use anyhow::{Context, Result, bail};
use clap::Parser;
use crossbeam_channel::select;
use log::{debug, info, warn};
use std::path::Path;
use std::sync::Arc;

use lottie_player::cli::Args;
use lottie_player::config::PlayerSettings;
use lottie_player::core::DiskFrameStore;
use lottie_player::paths::{self, PathConfig};
use lottie_player::{
    AnimationAsset, AnimationKey, AnimationSource, CachePolicy, ChannelSurface, FrameBuffer,
    PlaybackContext, PlaybackState, PlayerSession, PreviewRasterizer,
};

fn init_logging(args: &Args) -> Result<()> {
    // 0 (default) = warn, 1 (-v) = info, 2 (-vv) = debug, 3+ (-vvv) = trace
    let log_level = match args.verbosity {
        0 => log::LevelFilter::Warn,
        1 => log::LevelFilter::Info,
        2 => log::LevelFilter::Debug,
        _ => log::LevelFilter::Trace,
    };

    if let Some(log_path_opt) = &args.log_file {
        let log_path = log_path_opt
            .as_ref()
            .cloned()
            .unwrap_or_else(|| paths::config_file("lottie-player.log"));
        if let Some(parent) = log_path.parent().filter(|p| !p.as_os_str().is_empty()) {
            std::fs::create_dir_all(parent)
                .with_context(|| format!("creating log directory {}", parent.display()))?;
        }
        let file = std::fs::File::create(&log_path)
            .with_context(|| format!("creating log file {}", log_path.display()))?;

        env_logger::Builder::new()
            .filter_level(log_level)
            .format_timestamp_millis()
            .target(env_logger::Target::Pipe(Box::new(file)))
            .init();

        info!("Logging to file: {} (level: {:?})", log_path.display(), log_level);
    } else {
        // Console logging, RUST_LOG wins if set
        let default_level = match args.verbosity {
            0 => "warn",
            1 => "info",
            2 => "debug",
            _ => "trace",
        };
        env_logger::Builder::from_env(env_logger::Env::default().default_filter_or(default_level))
            .format_timestamp_millis()
            .init();
    }
    Ok(())
}

fn dump_frame(dir: &Path, frame: &FrameBuffer, seq: u64) -> Result<()> {
    let rgba = frame.to_rgba();
    let image = image::RgbaImage::from_raw(frame.width() as u32, frame.height() as u32, rgba)
        .context("frame buffer size does not match its dimensions")?;
    let path = dir.join(format!("frame_{:05}_{:04}.png", seq, frame.index()));
    image
        .save(&path)
        .with_context(|| format!("writing {}", path.display()))?;
    Ok(())
}

fn main() -> Result<()> {
    let args = Args::parse();
    init_logging(&args)?;

    info!("Lottie player v{} starting...", env!("CARGO_PKG_VERSION"));
    debug!("Command-line args: {:?}", args);

    let settings_path = args
        .config
        .clone()
        .unwrap_or_else(|| paths::config_file("player.json"));
    let mut settings = PlayerSettings::load(&settings_path);
    info!("Settings: {}", settings_path.display());

    let path_config = PathConfig::from_env_and_cli(args.cache_dir.clone().or(settings.cache_dir.clone()));
    settings.cache_dir = Some(paths::frames_dir(&path_config));

    let source = std::fs::read(&args.file_path)
        .with_context(|| format!("reading {}", args.file_path.display()))?;
    let name = args
        .file_path
        .file_stem()
        .map(|s| s.to_string_lossy().into_owned())
        .unwrap_or_else(|| "animation".to_string());

    let key = AnimationKey::new(AnimationSource::Bundle(name), args.width, args.height)
        .with_backing_scale(args.scale.max(1))
        .with_mirror(args.mirror);
    let cache_policy = if args.cache {
        CachePolicy::PersistTemporary(CachePolicy::CHAT_TTL)
    } else {
        CachePolicy::None
    };
    let asset = AnimationAsset::new(source, key)
        .with_cache_policy(cache_policy)
        .with_play_policy(args.play_policy())
        .with_max_fps(args.max_fps);

    if let (Some(ttl), Some(dir)) = (cache_policy.ttl(), settings.cache_dir.as_deref()) {
        let removed = DiskFrameStore::sweep_expired(dir, ttl);
        if removed > 0 {
            info!("Removed {} expired frame stores from {}", removed, dir.display());
        }
    }

    if let Some(dir) = &args.dump_dir {
        std::fs::create_dir_all(dir).with_context(|| format!("creating {}", dir.display()))?;
    }

    let ctx = PlaybackContext::new(settings);
    let (surface, frames) = ChannelSurface::unbounded();
    let session = PlayerSession::start(
        &ctx,
        asset,
        Arc::new(PreviewRasterizer::new()),
        Arc::new(surface),
    );
    let states = session.state_stream();

    let mut delivered: u64 = 0;
    loop {
        select! {
            recv(frames) -> frame => {
                let Ok(frame) = frame else { break };
                delivered += 1;
                if let Some(dir) = &args.dump_dir {
                    if let Err(e) = dump_frame(dir, &frame, delivered) {
                        warn!("Frame dump failed: {:#}", e);
                    }
                }
            }
            recv(states.receiver()) -> state => match state {
                Ok(PlaybackState::Failed) => {
                    bail!("cannot play {}", args.file_path.display());
                }
                Ok(PlaybackState::Stopped) => {
                    // Frames shown before the stop are already queued
                    for frame in frames.try_iter() {
                        delivered += 1;
                        if let Some(dir) = &args.dump_dir {
                            if let Err(e) = dump_frame(dir, &frame, delivered) {
                                warn!("Frame dump failed: {:#}", e);
                            }
                        }
                    }
                    break;
                }
                Ok(state) => debug!("Playback state: {:?}", state),
                Err(_) => break,
            },
        }
    }

    let stats = ctx.frame_cache().stats();
    println!(
        "{}: {} frames delivered (last {:?} of {:?}) at {} fps, cache hit rate {:.0}%",
        args.file_path.display(),
        delivered,
        session.current_frame(),
        session.total_frames(),
        session.fps().unwrap_or(0),
        stats.hit_rate() * 100.0
    );

    session.dispose();
    Ok(())
}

──────────────────────────────

Please find each line in the records above that holds the word "height", and copy it.

    let image = image::RgbaImage::from_raw(frame.width() as u32, frame.height() as u32, rgba)
    let key = AnimationKey::new(AnimationSource::Bundle(name), args.width, args.height)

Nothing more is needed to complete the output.